Crash! A nearby building shook, showering the street with debris. I coughed on the dust and smoke.

The couple continued their conversation unphased. “I told them they shouldn’t have gotten rid of the payphone stalls,” his wife said, shaking her head. “Such an embarrassment. Where’s a hero supposed to change their clothes? A dirty restroom stall? Makes no sense. Remember how he ended up wearing his underwear on the outside of his tights? That’s what happens when you’re trying to change so fast and you don’t have a payphone stall. They need to bring those back.”
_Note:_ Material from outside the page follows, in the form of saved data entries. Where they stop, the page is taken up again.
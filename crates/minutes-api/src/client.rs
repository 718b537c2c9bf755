//! Typed client for the Meeting Notes REST API.
//!
//! Every protected call takes the bearer credential as an argument instead of
//! caching it, so callers always send the latest value they hold.

use std::time::Duration;

use reqwest::{Client, RequestBuilder, Response};
use serde::de::DeserializeOwned;

use minutes_core::{MeetingDetail, MeetingSummary, User};

use crate::error::ApiError;
use crate::input::MeetingInput;
use crate::wire::{AskRequest, AskResponse, MemoryCount, RegisterRequest, TokenResponse};

/// HTTP client bound to one backend base URL.
#[derive(Clone, Debug)]
pub struct ApiClient {
    client: Client,
    base_url: String,
}

impl ApiClient {
    /// Create a client with no request timeout.
    pub fn new(base_url: &str) -> Result<Self, ApiError> {
        Self::with_timeout(base_url, None)
    }

    /// Create a client whose requests give up after `timeout`.
    pub fn with_timeout(base_url: &str, timeout: Option<Duration>) -> Result<Self, ApiError> {
        let mut builder = Client::builder();
        if let Some(timeout) = timeout {
            builder = builder.timeout(timeout);
        }
        Ok(Self {
            client: builder.build()?,
            base_url: base_url.trim_end_matches('/').to_string(),
        })
    }

    pub fn base_url(&self) -> &str {
        &self.base_url
    }

    // -- Authentication --

    /// Exchange email and password for a bearer credential.
    pub async fn login(&self, email: &str, password: &str) -> Result<TokenResponse, ApiError> {
        let request = self
            .client
            .post(self.url("/api/auth/login"))
            .form(&[("username", email), ("password", password)]);
        self.send_json(request).await
    }

    /// Create an account. Does not establish a session.
    pub async fn register(&self, email: &str, password: &str) -> Result<User, ApiError> {
        let request = self
            .client
            .post(self.url("/api/auth/register"))
            .json(&RegisterRequest { email, password });
        self.send_json(request).await
    }

    /// Resolve the identity behind `token`.
    pub async fn current_user(&self, token: &str) -> Result<User, ApiError> {
        let request = self
            .client
            .get(self.url("/api/auth/me"))
            .bearer_auth(token);
        self.send_json(request).await
    }

    // -- Questions --

    /// Ask a question answered from past meetings.
    pub async fn ask(&self, token: &str, body: &AskRequest) -> Result<AskResponse, ApiError> {
        let request = self
            .client
            .post(self.url("/api/ask"))
            .bearer_auth(token)
            .json(body);
        self.send_json(request).await
    }

    /// Number of meeting memories stored for the current user.
    pub async fn memory_count(&self, token: &str) -> Result<MemoryCount, ApiError> {
        let request = self
            .client
            .get(self.url("/api/ask/memories"))
            .bearer_auth(token);
        self.send_json(request).await
    }

    // -- Meetings --

    /// List processed meetings, newest first.
    pub async fn list_meetings(&self, token: &str) -> Result<Vec<MeetingSummary>, ApiError> {
        let request = self
            .client
            .get(self.url("/api/meetings/conversations"))
            .bearer_auth(token);
        self.send_json(request).await
    }

    /// Fetch one meeting with its transcript and tasks.
    pub async fn get_meeting(&self, token: &str, id: i64) -> Result<MeetingDetail, ApiError> {
        let request = self
            .client
            .get(self.url(&format!("/api/meetings/conversations/{}", id)))
            .bearer_auth(token);
        self.send_json(request).await
    }

    /// Submit a meeting for task extraction.
    ///
    /// The input is validated locally first; invalid input never reaches the
    /// network.
    pub async fn process_meeting(
        &self,
        token: &str,
        input: &MeetingInput,
    ) -> Result<MeetingDetail, ApiError> {
        input.validate()?;
        let request = self
            .client
            .post(self.url("/api/meetings/process"))
            .bearer_auth(token)
            .json(&input.body());
        self.send_json(request).await
    }

    // -- Private helpers --

    fn url(&self, path: &str) -> String {
        format!("{}{}", self.base_url, path)
    }

    async fn send_json<T: DeserializeOwned>(&self, request: RequestBuilder) -> Result<T, ApiError> {
        let response = request.send().await?;
        let response = check_status(response).await?;
        Ok(response.json::<T>().await?)
    }
}

/// Turn a non-success response into an `ApiError` carrying its detail.
async fn check_status(response: Response) -> Result<Response, ApiError> {
    let status = response.status();
    if status.is_success() {
        return Ok(response);
    }
    let url = response.url().path().to_string();
    let body = response.text().await.unwrap_or_default();
    tracing::debug!(status = status.as_u16(), path = %url, "Request rejected");
    Err(ApiError::from_response(status.as_u16(), &body))
}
“His real problem was flying in without a flying license. You’ve got to follow regulations,” her husband said.

Right then, everything went dark. I stood still under the enormous robot shadow.

“Tony, we need to get out of here!” Iris yelled. She squeezed my hand but I couldn’t move. I was stuck.

Then I felt it. A rush of freezing air blasted toward the building. An icy spear shot past me, narrowly missing my face. Another ice spear flew toward me. I jumped and again dodged it.

“It’s a giant pizza, mommy!” a three-year-old boy yelled.

I looked over to him but his mom trapped behind a pile of debris.

“Mommy, it’s a giant pizza!”

Another icy bolt crashed down, this time narrowly missing the child.

“Someone do something!” I yelled. “There’s a kid here. Someone help!”

I looked over to the floral stand but the husband and wife had already left. The street was empty.

“Someone help! Please help! Anyone! Do something!”

It was clear that nobody was coming.

Discussion Questions:

  1. What do we know about Iris so far? What can we explain about her as a character based on her actions? How can we describe her based on her words?
  2. How might the situation Tony is in right now change him as a character?
  3. What is your overall impression of the story so far?